Shanta is a London-listed Tanzanian small cap production company. It has a 33m GBP market cap and is trading at a forward PE of around 2.6 / historic of 3.2 or EV/EBITDA of c2. (source).

The company is a standard, small, gold producer.  It has a good cost base – cash cost c $505/oz / all in cost of c$750/oz. There appears to be lots of opportunity in its holdings to expand production. They have just released an RNS valuing their Singida project at c $31m USD at a (highly optimistic) 8% discount rate. They say they will develop it at no cost to existing shareholders – as the company is worth c$44m Equity and c$35m  net debt this is potentially significant – even if we say it’s only worth c $20m.

They are also owed a $17.9 VAT receivable from the Tanzanian government which has been withholding it from many companies.  Their last refund was $3.4m in November 2017. Very significant in light of the market cap. There is no guarantee whatsoever that this will happen any time soon, or will happen at all.

They have also said they will evaluate a dividend policy in January 2019. So we have Singida/ Vat resolution / Dividend as potential catalysts for a rerating.

There are potential risks here. As a small gold miner I am not sure the resources are good, though I think they are. There is always risk here, there is also risk / opportunity associated with the possibility of a lower / higher gold price, though government will no doubt want a greater share should the price of gold rise.

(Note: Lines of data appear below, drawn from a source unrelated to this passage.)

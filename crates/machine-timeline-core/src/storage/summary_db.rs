//! Summary rows, updated only through signed deltas.

use chrono::NaiveDate;
use rusqlite::types::Type;
use rusqlite::params;

use super::database::{format_key_text, parse_key_text, Database};
use crate::accumulator::{Delta, SummaryKey, SummaryRow};

fn format_day(day: NaiveDate) -> String {
    day.format("%Y-%m-%d").to_string()
}

fn parse_day(idx: usize, value: &str) -> Result<NaiveDate, rusqlite::Error> {
    NaiveDate::parse_from_str(value, "%Y-%m-%d")
        .map_err(|e| rusqlite::Error::FromSqlConversionFailure(idx, Type::Text, Box::new(e)))
}

fn row_to_reason_summary(row: &rusqlite::Row) -> Result<SummaryRow, rusqlite::Error> {
    let day: String = row.get(1)?;
    Ok(SummaryRow {
        key: SummaryKey::Reason {
            machine_id: row.get(0)?,
            day: parse_day(1, &day)?,
            shift: parse_key_text(row.get(2)?),
            observation_state: parse_key_text(row.get(3)?),
            reason: row.get(4)?,
        },
        duration_secs: row.get(5)?,
        number: row.get(6)?,
    })
}

fn row_to_activity_summary(row: &rusqlite::Row) -> Result<SummaryRow, rusqlite::Error> {
    let day: String = row.get(1)?;
    Ok(SummaryRow {
        key: SummaryKey::Activity {
            machine_id: row.get(0)?,
            day: parse_day(1, &day)?,
            observation_state: parse_key_text(row.get(2)?),
            mode_id: row.get(3)?,
        },
        duration_secs: row.get(4)?,
        number: row.get(5)?,
    })
}

impl Database {
    /// Add `delta` to the row of `key`, creating it when missing and
    /// deleting it when it falls to zero. Returns the new totals; the
    /// caller rejects negative ones.
    pub fn apply_summary_delta(
        &self,
        key: &SummaryKey,
        delta: Delta,
    ) -> Result<Delta, rusqlite::Error> {
        let totals = match key {
            SummaryKey::Reason {
                machine_id,
                day,
                shift,
                observation_state,
                reason,
            } => {
                let day = format_day(*day);
                let shift = format_key_text(shift.as_deref());
                let observation_state = format_key_text(observation_state.as_deref());
                let key_params = params![machine_id, day, shift, observation_state, reason];
                self.conn().execute(
                    "INSERT INTO reason_summary
                        (machine_id, day, shift, observation_state, reason, duration_secs, number)
                     VALUES (?1, ?2, ?3, ?4, ?5, ?6, ?7)
                     ON CONFLICT(machine_id, day, shift, observation_state, reason) DO UPDATE SET
                        duration_secs = duration_secs + excluded.duration_secs,
                        number = number + excluded.number",
                    params![
                        machine_id,
                        day,
                        shift,
                        observation_state,
                        reason,
                        delta.duration_secs,
                        delta.number
                    ],
                )?;
                let totals = self.conn().query_row(
                    "SELECT duration_secs, number FROM reason_summary
                     WHERE machine_id = ?1 AND day = ?2 AND shift = ?3
                       AND observation_state = ?4 AND reason = ?5",
                    key_params,
                    |row| {
                        Ok(Delta {
                            duration_secs: row.get(0)?,
                            number: row.get(1)?,
                        })
                    },
                )?;
                if totals.is_zero() {
                    self.conn().execute(
                        "DELETE FROM reason_summary
                         WHERE machine_id = ?1 AND day = ?2 AND shift = ?3
                           AND observation_state = ?4 AND reason = ?5",
                        key_params,
                    )?;
                }
                totals
            }
            SummaryKey::Activity {
                machine_id,
                day,
                observation_state,
                mode_id,
            } => {
                let day = format_day(*day);
                let observation_state = format_key_text(observation_state.as_deref());
                let key_params = params![machine_id, day, observation_state, mode_id];
                self.conn().execute(
                    "INSERT INTO machine_activity_summary
                        (machine_id, day, observation_state, mode_id, duration_secs, number)
                     VALUES (?1, ?2, ?3, ?4, ?5, ?6)
                     ON CONFLICT(machine_id, day, observation_state, mode_id) DO UPDATE SET
                        duration_secs = duration_secs + excluded.duration_secs,
                        number = number + excluded.number",
                    params![
                        machine_id,
                        day,
                        observation_state,
                        mode_id,
                        delta.duration_secs,
                        delta.number
                    ],
                )?;
                let totals = self.conn().query_row(
                    "SELECT duration_secs, number FROM machine_activity_summary
                     WHERE machine_id = ?1 AND day = ?2 AND observation_state = ?3 AND mode_id = ?4",
                    key_params,
                    |row| {
                        Ok(Delta {
                            duration_secs: row.get(0)?,
                            number: row.get(1)?,
                        })
                    },
                )?;
                if totals.is_zero() {
                    self.conn().execute(
                        "DELETE FROM machine_activity_summary
                         WHERE machine_id = ?1 AND day = ?2 AND observation_state = ?3 AND mode_id = ?4",
                        key_params,
                    )?;
                }
                totals
            }
        };
        Ok(totals)
    }

    pub fn reason_summary(
        &self,
        machine_id: Option<i64>,
    ) -> Result<Vec<SummaryRow>, rusqlite::Error> {
        let mut stmt = self.conn().prepare(
            "SELECT machine_id, day, shift, observation_state, reason, duration_secs, number
             FROM reason_summary
             WHERE ?1 IS NULL OR machine_id = ?1
             ORDER BY machine_id, day, shift, observation_state, reason",
        )?;
        let rows = stmt.query_map(params![machine_id], row_to_reason_summary)?;
        rows.collect()
    }

    pub fn activity_summary(
        &self,
        machine_id: Option<i64>,
    ) -> Result<Vec<SummaryRow>, rusqlite::Error> {
        let mut stmt = self.conn().prepare(
            "SELECT machine_id, day, observation_state, mode_id, duration_secs, number
             FROM machine_activity_summary
             WHERE ?1 IS NULL OR machine_id = ?1
             ORDER BY machine_id, day, observation_state, mode_id",
        )?;
        let rows = stmt.query_map(params![machine_id], row_to_activity_summary)?;
        rows.collect()
    }
}
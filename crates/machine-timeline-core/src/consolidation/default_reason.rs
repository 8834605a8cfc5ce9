//! Configuration-driven default reasons.
//!
//! Each rule matches on the mode category, the observation state and the
//! slot duration. Among the matching rules the highest score wins, the first
//! listed one on a tie.

use chrono::Duration;
use serde::{Deserialize, Serialize};

use super::extension::{DecisionContext, ExtensionError, Proposal, ReasonExtension};
use crate::model::{ModeCategory, ProductionState};

fn default_rule_score() -> f64 {
    10.0
}

#[derive(Debug, Clone, PartialEq, Serialize, Deserialize)]
pub struct DefaultReasonRule {
    #[serde(default)]
    pub mode_category: Option<ModeCategory>,
    #[serde(default)]
    pub observation_state: Option<String>,
    pub reason: String,
    #[serde(default)]
    pub production_state: ProductionState,
    #[serde(default = "default_rule_score")]
    pub score: f64,
    /// Inclusive lower bound on the slot duration.
    #[serde(default)]
    pub min_duration_secs: Option<i64>,
    /// Exclusive upper bound on the slot duration. Open slots never match.
    #[serde(default)]
    pub max_duration_secs: Option<i64>,
    /// The reason follows from machine data rather than from a plan.
    #[serde(default)]
    pub auto: bool,
}

impl DefaultReasonRule {
    fn matches(&self, ctx: &DecisionContext<'_>) -> bool {
        if let Some(category) = self.mode_category {
            if ctx.mode.category != category {
                return false;
            }
        }
        if let Some(state) = &self.observation_state {
            if ctx.observation_state() != Some(state.as_str()) {
                return false;
            }
        }
        let duration = ctx.range.duration();
        if let Some(min) = self.min_duration_secs {
            match duration {
                Some(d) if d < Duration::seconds(min) => return false,
                _ => {}
            }
        }
        if let Some(max) = self.max_duration_secs {
            match duration {
                Some(d) if d < Duration::seconds(max) => {}
                _ => return false,
            }
        }
        true
    }

    fn proposal(&self) -> Proposal {
        Proposal {
            reason: self.reason.clone(),
            production_state: self.production_state,
            score: self.score,
            auto: self.auto,
        }
    }
}

/// Rules installed in a fresh configuration.
pub fn default_rules() -> Vec<DefaultReasonRule> {
    let rule = |category, reason: &str, production_state, score, auto| DefaultReasonRule {
        mode_category: Some(category),
        observation_state: None,
        reason: reason.to_string(),
        production_state,
        score,
        min_duration_secs: None,
        max_duration_secs: None,
        auto,
    };
    vec![
        rule(
            ModeCategory::Active,
            "Motion",
            ProductionState::Production,
            10.0,
            true,
        ),
        rule(
            ModeCategory::Error,
            "Alarm",
            ProductionState::NoProduction,
            10.0,
            true,
        ),
        rule(
            ModeCategory::Stopped,
            "Stop",
            ProductionState::NoProduction,
            10.0,
            false,
        ),
        DefaultReasonRule {
            mode_category: None,
            observation_state: Some("Unemployed".to_string()),
            reason: "Unemployed".to_string(),
            production_state: ProductionState::NoProduction,
            score: 20.0,
            min_duration_secs: None,
            max_duration_secs: None,
            auto: false,
        },
    ]
}

/// Proposes the best matching [`DefaultReasonRule`].
#[derive(Debug, Clone)]
pub struct DefaultReasonExtension {
    rules: Vec<DefaultReasonRule>,
}

impl DefaultReasonExtension {
    pub fn new(rules: Vec<DefaultReasonRule>) -> Self {
        Self { rules }
    }

    pub fn rules(&self) -> &[DefaultReasonRule] {
        &self.rules
    }
}

impl ReasonExtension for DefaultReasonExtension {
    fn name(&self) -> &str {
        "default_reason"
    }

    fn try_propose(&self, ctx: &DecisionContext<'_>) -> Result<Option<Proposal>, ExtensionError> {
        let mut best: Option<&DefaultReasonRule> = None;
        for rule in self.rules.iter().filter(|rule| rule.matches(ctx)) {
            if best.map_or(true, |current| rule.score > current.score) {
                best = Some(rule);
            }
        }
        Ok(best.map(DefaultReasonRule::proposal))
    }
}

#[cfg(test)]
mod tests {
    use super::*;
    use crate::model::ModeCatalog;
    use crate::timeline::{ReasonInput, TimeRange};
    use chrono::{TimeZone, Utc};

    fn propose(
        extension: &DefaultReasonExtension,
        mode_id: i64,
        observation_state: Option<&str>,
        minutes: i64,
    ) -> Option<Proposal> {
        let begin = Utc.with_ymd_and_hms(2024, 3, 4, 8, 0, 0).unwrap();
        let range = TimeRange::new(begin, begin + Duration::minutes(minutes)).unwrap();
        let mode = ModeCatalog::builtin().get(mode_id);
        let input = ReasonInput {
            mode_id,
            observation_state: observation_state.map(str::to_string),
            shift: None,
            auto_sequence: None,
            manual: None,
        };
        let ctx = DecisionContext {
            machine_id: 1,
            range: &range,
            mode: &mode,
            input: &input,
            previous: None,
            next: None,
        };
        extension.try_propose(&ctx).unwrap()
    }

    #[test]
    fn builtin_rules_follow_the_mode() {
        let extension = DefaultReasonExtension::new(default_rules());
        assert_eq!(propose(&extension, 2, None, 5).unwrap().reason, "Motion");
        assert_eq!(propose(&extension, 4, None, 5).unwrap().reason, "Stop");
        assert_eq!(propose(&extension, 5, None, 5).unwrap().reason, "Alarm");
        assert_eq!(propose(&extension, 1, None, 5), None);
    }

    #[test]
    fn observation_rule_outscores_mode_rule() {
        let extension = DefaultReasonExtension::new(default_rules());
        let proposal = propose(&extension, 4, Some("Unemployed"), 5).unwrap();
        assert_eq!(proposal.reason, "Unemployed");
        assert!(!proposal.auto);
    }

    #[test]
    fn duration_bounds() {
        let extension = DefaultReasonExtension::new(vec![DefaultReasonRule {
            mode_category: Some(ModeCategory::Inactive),
            observation_state: None,
            reason: "Micro-stop".into(),
            production_state: ProductionState::NoProduction,
            score: 10.0,
            min_duration_secs: Some(120),
            max_duration_secs: Some(600),
            auto: true,
        }]);
        assert_eq!(propose(&extension, 1, None, 1), None);
        assert!(propose(&extension, 1, None, 5).is_some());
        assert_eq!(propose(&extension, 1, None, 10), None);
    }
}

Tanzania’s president may be going the way of Zimbabwe / Venezuela.  A ridiculous, confiscatory claim was made against Acacia, due to supposed corruption. Tax rises and the ability for the government to claim ownership in mines / raising local input/ raising tax has also been introduced (link). Investor confidence is on the floor.

Most of Shanta’s mine/infrastructure seems to be built.  At current production rates / prices net debt is falling very rapidly c $10m the last 9 months /$3m a quarter. There don’t seem to be issues getting capital / gold out of the country.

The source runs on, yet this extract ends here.